_Brief_
Wherever the word "watch" appears in a line of the records, copy that line.

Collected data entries
· · · · · · ·

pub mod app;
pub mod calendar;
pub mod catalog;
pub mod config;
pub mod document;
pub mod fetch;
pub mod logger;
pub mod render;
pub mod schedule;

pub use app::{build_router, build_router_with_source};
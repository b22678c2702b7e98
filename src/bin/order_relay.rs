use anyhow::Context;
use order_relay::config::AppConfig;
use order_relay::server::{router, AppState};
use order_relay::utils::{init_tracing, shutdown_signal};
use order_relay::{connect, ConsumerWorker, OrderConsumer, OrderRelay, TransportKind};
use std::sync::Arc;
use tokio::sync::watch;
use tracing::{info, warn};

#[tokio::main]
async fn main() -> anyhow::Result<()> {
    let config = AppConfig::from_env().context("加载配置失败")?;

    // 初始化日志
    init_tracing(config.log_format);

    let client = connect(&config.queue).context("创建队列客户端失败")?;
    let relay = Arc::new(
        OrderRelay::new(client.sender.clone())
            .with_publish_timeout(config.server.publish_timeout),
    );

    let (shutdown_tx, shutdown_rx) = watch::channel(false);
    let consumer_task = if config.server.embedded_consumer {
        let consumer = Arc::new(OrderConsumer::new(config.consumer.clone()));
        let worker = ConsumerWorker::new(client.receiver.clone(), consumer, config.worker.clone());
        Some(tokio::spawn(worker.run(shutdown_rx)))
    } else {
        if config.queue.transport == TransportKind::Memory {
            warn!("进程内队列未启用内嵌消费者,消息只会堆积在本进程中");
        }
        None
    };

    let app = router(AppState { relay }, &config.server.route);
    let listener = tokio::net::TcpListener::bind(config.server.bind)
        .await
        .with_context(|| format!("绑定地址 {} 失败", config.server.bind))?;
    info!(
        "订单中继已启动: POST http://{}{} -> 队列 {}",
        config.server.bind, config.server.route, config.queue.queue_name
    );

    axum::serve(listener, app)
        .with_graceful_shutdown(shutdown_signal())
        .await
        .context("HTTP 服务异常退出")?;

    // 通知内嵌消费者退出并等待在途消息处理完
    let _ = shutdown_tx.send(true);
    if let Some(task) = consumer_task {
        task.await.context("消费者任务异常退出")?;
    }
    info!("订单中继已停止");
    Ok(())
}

· · · · · · ·

_Result for this task_
use tokio::sync::watch;
    let (shutdown_tx, shutdown_rx) = watch::channel(false);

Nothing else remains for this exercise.